* **EXTRACTED INFORMATION**:
____________
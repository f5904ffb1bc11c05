//! Shared mock adapters for integration tests
//!
//! - `ScriptedBackend`: reply backend with a scripted delay and outcome
//! - `MockTTS`: synthesis adapter returning fixed bytes or an error
//! - `MockSTTFactory`: transcription factory whose streams record audio and
//!   expose their callbacks so tests can inject transcripts

#![allow(dead_code)]

use std::sync::Arc;
use std::sync::atomic::{AtomicUsize, Ordering};
use std::time::Duration;

use async_trait::async_trait;
use bytes::Bytes;
use parking_lot::Mutex;
use tokio::sync::mpsc;

use voice_relay::config::ServerConfig;
use voice_relay::core::coordinator::ResponseCoordinator;
use voice_relay::core::llm::{LLMError, LLMResult, ReplyBackend};
use voice_relay::core::stt::{
    BaseSTT, STTConfig, STTError, STTErrorCallback, STTFactory, STTResult, STTResultCallback,
};
use voice_relay::core::tts::{BaseTTS, TTSConfig, TTSError, TTSResult};
use voice_relay::handlers::ws::messages::{MessageRoute, OutgoingMessage};
use voice_relay::state::AppState;

// =============================================================================
// Reply backends
// =============================================================================

pub struct ScriptedBackend {
    name: &'static str,
    delay: Duration,
    outcome: Result<String, LLMError>,
    pub calls: AtomicUsize,
}

impl ScriptedBackend {
    pub fn ok(name: &'static str, delay_ms: u64, text: &str) -> Arc<Self> {
        Arc::new(Self {
            name,
            delay: Duration::from_millis(delay_ms),
            outcome: Ok(text.to_string()),
            calls: AtomicUsize::new(0),
        })
    }

    pub fn failing(name: &'static str, delay_ms: u64) -> Arc<Self> {
        Arc::new(Self {
            name,
            delay: Duration::from_millis(delay_ms),
            outcome: Err(LLMError::ApiError {
                status: 500,
                message: format!("{name} internal error"),
            }),
            calls: AtomicUsize::new(0),
        })
    }

    pub fn call_count(&self) -> usize {
        self.calls.load(Ordering::SeqCst)
    }
}

#[async_trait]
impl ReplyBackend for ScriptedBackend {
    fn name(&self) -> &str {
        self.name
    }

    async fn generate(&self, _prompt: &str) -> LLMResult<String> {
        self.calls.fetch_add(1, Ordering::SeqCst);
        tokio::time::sleep(self.delay).await;
        self.outcome.clone()
    }
}

/// Coordinator over the given backends, in order
pub fn coordinator(backends: &[Arc<ScriptedBackend>]) -> ResponseCoordinator {
    ResponseCoordinator::new(
        backends
            .iter()
            .map(|b| b.clone() as Arc<dyn ReplyBackend>)
            .collect(),
    )
}

// =============================================================================
// Synthesis
// =============================================================================

pub struct MockTTS {
    config: TTSConfig,
    fail: bool,
    pub calls: AtomicUsize,
}

impl MockTTS {
    pub fn new() -> Arc<Self> {
        Arc::new(Self {
            config: TTSConfig::default(),
            fail: false,
            calls: AtomicUsize::new(0),
        })
    }

    pub fn failing() -> Arc<Self> {
        Arc::new(Self {
            config: TTSConfig::default(),
            fail: true,
            calls: AtomicUsize::new(0),
        })
    }
}

/// Bytes every successful `MockTTS` call returns
pub const MOCK_AUDIO: &[u8] = b"ID3-mock-audio";

#[async_trait]
impl BaseTTS for MockTTS {
    async fn synthesize(&self, _text: &str) -> TTSResult<Bytes> {
        self.calls.fetch_add(1, Ordering::SeqCst);
        if self.fail {
            return Err(TTSError::ProviderError("quota exceeded".into()));
        }
        Ok(Bytes::from_static(MOCK_AUDIO))
    }

    fn get_config(&self) -> &TTSConfig {
        &self.config
    }

    fn get_provider_info(&self) -> &'static str {
        "mock-tts"
    }
}

// =============================================================================
// Transcription
// =============================================================================

#[derive(Default)]
pub struct StreamLog {
    pub opened: usize,
    pub closed: usize,
    pub chunks: Vec<Bytes>,
    pub result_callbacks: Vec<STTResultCallback>,
    pub error_callbacks: Vec<STTErrorCallback>,
}

struct MockStream {
    ready: bool,
    log: Arc<Mutex<StreamLog>>,
}

#[async_trait]
impl BaseSTT for MockStream {
    fn new(_config: STTConfig) -> Result<Self, STTError> {
        Err(STTError::ConfigurationError("created by MockSTTFactory".into()))
    }

    async fn connect(&mut self) -> Result<(), STTError> {
        self.ready = true;
        self.log.lock().opened += 1;
        Ok(())
    }

    async fn disconnect(&mut self) -> Result<(), STTError> {
        if self.ready {
            self.ready = false;
            self.log.lock().closed += 1;
        }
        Ok(())
    }

    fn is_ready(&self) -> bool {
        self.ready
    }

    async fn send_audio(&mut self, audio_data: Bytes) -> Result<(), STTError> {
        self.log.lock().chunks.push(audio_data);
        Ok(())
    }

    async fn on_result(&mut self, callback: STTResultCallback) -> Result<(), STTError> {
        self.log.lock().result_callbacks.push(callback);
        Ok(())
    }

    async fn on_error(&mut self, callback: STTErrorCallback) -> Result<(), STTError> {
        self.log.lock().error_callbacks.push(callback);
        Ok(())
    }

    fn get_config(&self) -> Option<&STTConfig> {
        None
    }

    fn get_provider_info(&self) -> &'static str {
        "mock-stt"
    }
}

#[derive(Default)]
pub struct MockSTTFactory {
    pub log: Arc<Mutex<StreamLog>>,
}

impl MockSTTFactory {
    pub fn new() -> Arc<Self> {
        Arc::new(Self::default())
    }

    /// Deliver a transcript through the most recently opened stream
    pub async fn emit(&self, transcript: &str, is_final: bool) {
        let callback = self
            .log
            .lock()
            .result_callbacks
            .last()
            .cloned()
            .expect("no stream opened");
        callback(STTResult::new(transcript.to_string(), is_final, is_final, 0.95)).await;
    }
}

impl STTFactory for MockSTTFactory {
    fn create(&self) -> Result<Box<dyn BaseSTT>, STTError> {
        Ok(Box::new(MockStream {
            ready: false,
            log: self.log.clone(),
        }))
    }

    fn provider_name(&self) -> &str {
        "mock-stt"
    }
}

// =============================================================================
// State and helpers
// =============================================================================

pub fn test_config() -> ServerConfig {
    let mut config = ServerConfig::default();
    config.host = "127.0.0.1".to_string();
    config.static_dir = None;
    config
}

pub fn app_state(
    backends: &[Arc<ScriptedBackend>],
    tts: Option<Arc<MockTTS>>,
    stt: Option<Arc<MockSTTFactory>>,
) -> Arc<AppState> {
    AppState::from_parts(
        test_config(),
        coordinator(backends),
        tts.map(|t| t as Arc<dyn BaseTTS>),
        stt.map(|s| s as Arc<dyn STTFactory>),
    )
}

/// Next outbound event, failing the test after five (possibly virtual) seconds
pub async fn next_event(rx: &mut mpsc::Receiver<MessageRoute>) -> OutgoingMessage {
    match tokio::time::timeout(Duration::from_secs(5), rx.recv()).await {
        Ok(Some(MessageRoute::Outgoing(message))) => message,
        Ok(Some(MessageRoute::Close)) => panic!("unexpected close route"),
        Ok(None) => panic!("outbound channel closed"),
        Err(_) => panic!("timed out waiting for outbound event"),
    }
}

/// Assert nothing else is emitted within `window`
pub async fn assert_quiet(rx: &mut mpsc::Receiver<MessageRoute>, window: Duration) {
    if let Ok(Some(route)) = tokio::time::timeout(window, rx.recv()).await {
        panic!("unexpected outbound event: {route:?}");
    }
}
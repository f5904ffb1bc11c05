use async_trait::async_trait;
use bytes::Bytes;
use thiserror::Error;

/// Configuration for a text-to-speech provider
#[derive(Debug, Clone)]
pub struct TTSConfig {
    /// Provider identifier ("google")
    pub provider: String,
    pub api_key: String,
    /// BCP-47 language code of the voice (e.g. "ja-JP")
    pub language_code: String,
    /// Provider voice name (e.g. "ja-JP-Neural2-B")
    pub voice_name: String,
    /// Requested voice gender ("FEMALE", "MALE", "NEUTRAL")
    pub ssml_gender: String,
    /// Output encoding ("MP3", "OGG_OPUS", "LINEAR16")
    pub audio_encoding: String,
    pub speaking_rate: f32,
    pub pitch: f32,
    /// Endpoint override; the provider's public endpoint is used when `None`
    pub endpoint_url: Option<String>,
}

impl Default for TTSConfig {
    fn default() -> Self {
        Self {
            provider: "google".to_string(),
            api_key: String::new(),
            language_code: "ja-JP".to_string(),
            voice_name: "ja-JP-Neural2-B".to_string(),
            ssml_gender: "FEMALE".to_string(),
            audio_encoding: "MP3".to_string(),
            speaking_rate: 1.0,
            pitch: 0.0,
            endpoint_url: None,
        }
    }
}

#[derive(Debug, Error, Clone, PartialEq)]
pub enum TTSError {
    #[error("Invalid configuration: {0}")]
    InvalidConfiguration(String),

    #[error("Network error: {0}")]
    NetworkError(String),

    #[error("Provider error: {0}")]
    ProviderError(String),

    #[error("Audio decoding error: {0}")]
    AudioDecodingError(String),
}

pub type TTSResult<T> = Result<T, TTSError>;

/// One-shot text-to-audio synthesis.
///
/// Instances are shared by all sessions; calls are independent.
#[async_trait]
pub trait BaseTTS: Send + Sync {
    /// Synthesize `text` into encoded audio bytes
    async fn synthesize(&self, text: &str) -> TTSResult<Bytes>;

    fn get_config(&self) -> &TTSConfig;

    fn get_provider_info(&self) -> &'static str;
}
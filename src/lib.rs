pub mod config;
pub mod core;
pub mod errors;
pub mod handlers;
pub mod routes;
pub mod session;
pub mod state;

// Re-export commonly used items for convenience
pub use config::ServerConfig;
pub use core::*;
pub use errors::GatewayError;
pub use session::{Session, SessionMode, SessionRegistry, SessionState};
pub use state::AppState;
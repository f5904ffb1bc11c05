//! Reply backends: one-shot "generate reply from prompt" services.
//!
//! Every backend implements [`ReplyBackend`] so the coordinator can race them
//! without knowing which provider sits behind each one.

pub mod anthropic;
pub mod base;
pub mod openai;

use std::fmt;
use std::str::FromStr;
use std::sync::Arc;

pub use anthropic::AnthropicBackend;
pub use base::{LLMConfig, LLMError, LLMResult, ReplyBackend};
pub use openai::OpenAIBackend;

/// Supported reply backend providers
#[derive(Debug, Clone, Copy, PartialEq, Eq)]
pub enum LLMProvider {
    Anthropic,
    OpenAI,
}

impl fmt::Display for LLMProvider {
    fn fmt(&self, f: &mut fmt::Formatter<'_>) -> fmt::Result {
        match self {
            LLMProvider::Anthropic => write!(f, "anthropic"),
            LLMProvider::OpenAI => write!(f, "openai"),
        }
    }
}

impl FromStr for LLMProvider {
    type Err = LLMError;

    fn from_str(s: &str) -> Result<Self, Self::Err> {
        match s.to_lowercase().as_str() {
            "anthropic" | "claude" => Ok(LLMProvider::Anthropic),
            "openai" => Ok(LLMProvider::OpenAI),
            _ => Err(LLMError::ConfigurationError(format!(
                "Unsupported reply provider: {s}. Supported providers: anthropic, openai"
            ))),
        }
    }
}

/// Create a reply backend for the provider named in `config.provider`
pub fn create_reply_backend(config: LLMConfig) -> LLMResult<Arc<dyn ReplyBackend>> {
    let provider: LLMProvider = config.provider.parse()?;
    match provider {
        LLMProvider::Anthropic => Ok(Arc::new(AnthropicBackend::new(config)?)),
        LLMProvider::OpenAI => Ok(Arc::new(OpenAIBackend::new(config)?)),
    }
}
//! Anthropic Messages API reply backend.
//!
//! - Endpoint: `POST {base}/v1/messages`
//! - Auth: `x-api-key` header plus `anthropic-version`
//! - The system prompt travels as a top-level field, not as a message

use async_trait::async_trait;
use serde::Deserialize;
use serde_json::json;
use tracing::debug;

use super::base::{LLMConfig, LLMError, LLMResult, ReplyBackend, status_error};

/// Public Anthropic API endpoint
pub const ANTHROPIC_API_URL: &str = "https://api.anthropic.com";

/// API version header value
pub const ANTHROPIC_VERSION: &str = "2023-06-01";

#[derive(Debug, Deserialize)]
struct MessagesResponse {
    #[serde(default)]
    content: Vec<ContentBlock>,
}

#[derive(Debug, Deserialize)]
struct ContentBlock {
    #[serde(rename = "type")]
    block_type: String,
    #[serde(default)]
    text: Option<String>,
}

/// Reply backend backed by Claude models
pub struct AnthropicBackend {
    client: reqwest::Client,
    config: LLMConfig,
}

impl AnthropicBackend {
    pub fn new(config: LLMConfig) -> LLMResult<Self> {
        if config.api_key.is_empty() {
            return Err(LLMError::AuthenticationFailed(
                "API key is required for Anthropic".to_string(),
            ));
        }

        let client = reqwest::Client::builder()
            .timeout(config.request_timeout)
            .build()
            .map_err(|e| LLMError::ConfigurationError(format!("Failed to build client: {e}")))?;

        Ok(Self { client, config })
    }

    fn endpoint(&self) -> String {
        let base = self
            .config
            .base_url
            .as_deref()
            .unwrap_or(ANTHROPIC_API_URL)
            .trim_end_matches('/');
        format!("{base}/v1/messages")
    }

    pub(crate) fn build_request(&self, prompt: &str) -> reqwest::RequestBuilder {
        let body = json!({
            "model": self.config.model,
            "max_tokens": self.config.max_tokens,
            "temperature": self.config.temperature,
            "system": self.config.system_prompt,
            "messages": [
                { "role": "user", "content": prompt }
            ],
        });

        self.client
            .post(self.endpoint())
            .header("x-api-key", &self.config.api_key)
            .header("anthropic-version", ANTHROPIC_VERSION)
            .header("Content-Type", "application/json")
            .json(&body)
    }

    /// Concatenate every text block of a Messages API response
    fn extract_text(response: MessagesResponse) -> LLMResult<String> {
        let text: String = response
            .content
            .into_iter()
            .filter(|block| block.block_type == "text")
            .filter_map(|block| block.text)
            .collect();

        if text.trim().is_empty() {
            return Err(LLMError::EmptyResponse);
        }
        Ok(text)
    }
}

#[async_trait]
impl ReplyBackend for AnthropicBackend {
    fn name(&self) -> &str {
        "Claude"
    }

    async fn generate(&self, prompt: &str) -> LLMResult<String> {
        let response = self.build_request(prompt).send().await?;

        let status = response.status();
        if !status.is_success() {
            let body = response.text().await.unwrap_or_default();
            return Err(status_error(status, body));
        }

        let parsed: MessagesResponse = response
            .json()
            .await
            .map_err(|e| LLMError::ParseError(e.to_string()))?;

        debug!(model = %self.config.model, "Claude reply received");
        Self::extract_text(parsed)
    }
}
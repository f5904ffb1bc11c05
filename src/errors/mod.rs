//! Gateway error taxonomy
//!
//! Errors are grouped by how far they propagate. Only transport failures end a
//! session; every other error is reported to the client as an `error` event and
//! the connection stays open.

use thiserror::Error;

use crate::core::coordinator::AllFailedError;
use crate::core::stt::STTError;
use crate::core::tts::TTSError;

#[derive(Debug, Error, Clone, PartialEq)]
pub enum GatewayError {
    // ─────────────────────────────────────────────────────────────────────────────
    // Session-terminating
    // ─────────────────────────────────────────────────────────────────────────────
    /// Connection dropped, socket error or idle timeout
    #[error("Transport error: {0}")]
    Transport(String),

    // ─────────────────────────────────────────────────────────────────────────────
    // Degraded features
    // ─────────────────────────────────────────────────────────────────────────────
    /// An upstream client could not be initialized; its feature is disabled
    #[error("Upstream unavailable: {0}")]
    UpstreamUnavailable(String),

    // ─────────────────────────────────────────────────────────────────────────────
    // Per-turn
    // ─────────────────────────────────────────────────────────────────────────────
    /// Every reply backend failed for the turn
    #[error(transparent)]
    Backend(#[from] AllFailedError),

    #[error("Transcription failed: {0}")]
    Transcription(#[from] STTError),

    #[error("Synthesis failed: {0}")]
    Synthesis(#[from] TTSError),

    /// Malformed inbound frame or unexpected message type
    #[error("Protocol error: {0}")]
    Protocol(String),
}

impl GatewayError {
    /// Whether the session must be torn down
    pub fn is_fatal(&self) -> bool {
        matches!(self, GatewayError::Transport(_))
    }

    /// Translated, user-visible description.
    ///
    /// Provider payloads stay in the logs and never reach the client.
    pub fn client_message(&self) -> String {
        match self {
            GatewayError::Transport(_) => "接続エラーが発生しました".to_string(),
            GatewayError::UpstreamUnavailable(_) => {
                "この機能は現在利用できません".to_string()
            }
            GatewayError::Backend(_) => {
                "レスポンス生成エラー: すべてのLLMが応答できませんでした".to_string()
            }
            GatewayError::Transcription(err) => {
                format!("音声認識エラー: {}", stt_reason(err))
            }
            GatewayError::Synthesis(_) => "音声合成エラー: 音声を生成できませんでした".to_string(),
            GatewayError::Protocol(_) => "メッセージ形式が不正です".to_string(),
        }
    }
}

fn stt_reason(err: &STTError) -> &'static str {
    match err {
        STTError::AuthenticationFailed(_) | STTError::ConfigurationError(_) => {
            "認識サービスの設定が無効です"
        }
        STTError::ConnectionFailed(_) | STTError::NetworkError(_) => {
            "認識サービスに接続できません"
        }
        STTError::InvalidAudioFormat(_) => "音声形式がサポートされていません",
        STTError::ProviderError(_) => "認識サービスでエラーが発生しました",
    }
}

#[cfg(test)]
mod tests {
    use super::*;
    use crate::core::coordinator::BackendFailure;
    use crate::core::llm::LLMError;

    #[test]
    fn test_only_transport_is_fatal() {
        assert!(GatewayError::Transport("reset".into()).is_fatal());
        assert!(!GatewayError::Protocol("bad json".into()).is_fatal());
        assert!(!GatewayError::UpstreamUnavailable("tts".into()).is_fatal());
        assert!(!GatewayError::Backend(AllFailedError { failures: vec![] }).is_fatal());
    }

    #[test]
    fn test_client_message_hides_provider_details() {
        let err = GatewayError::Backend(AllFailedError {
            failures: vec![BackendFailure {
                backend: "Claude".to_string(),
                error: LLMError::ApiError {
                    status: 500,
                    message: "{\"internal\":\"trace\"}".to_string(),
                },
            }],
        });
        let message = err.client_message();
        assert!(message.starts_with("レスポンス生成エラー"));
        assert!(!message.contains("internal"));

        let err = GatewayError::Transcription(STTError::AuthenticationFailed(
            "INVALID_AUTH: key abc".to_string(),
        ));
        let message = err.client_message();
        assert!(message.starts_with("音声認識エラー: "));
        assert!(!message.contains("abc"));
    }

    #[test]
    fn test_from_conversions() {
        let err: GatewayError = TTSError::NetworkError("down".into()).into();
        assert!(matches!(err, GatewayError::Synthesis(_)));

        let err: GatewayError = STTError::NetworkError("down".into()).into();
        assert!(matches!(err, GatewayError::Transcription(_)));
    }
}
____________
Search term "write": return each line of the data that contains it.

            LLMProvider::Anthropic => write!(f, "anthropic"),
            LLMProvider::OpenAI => write!(f, "openai"),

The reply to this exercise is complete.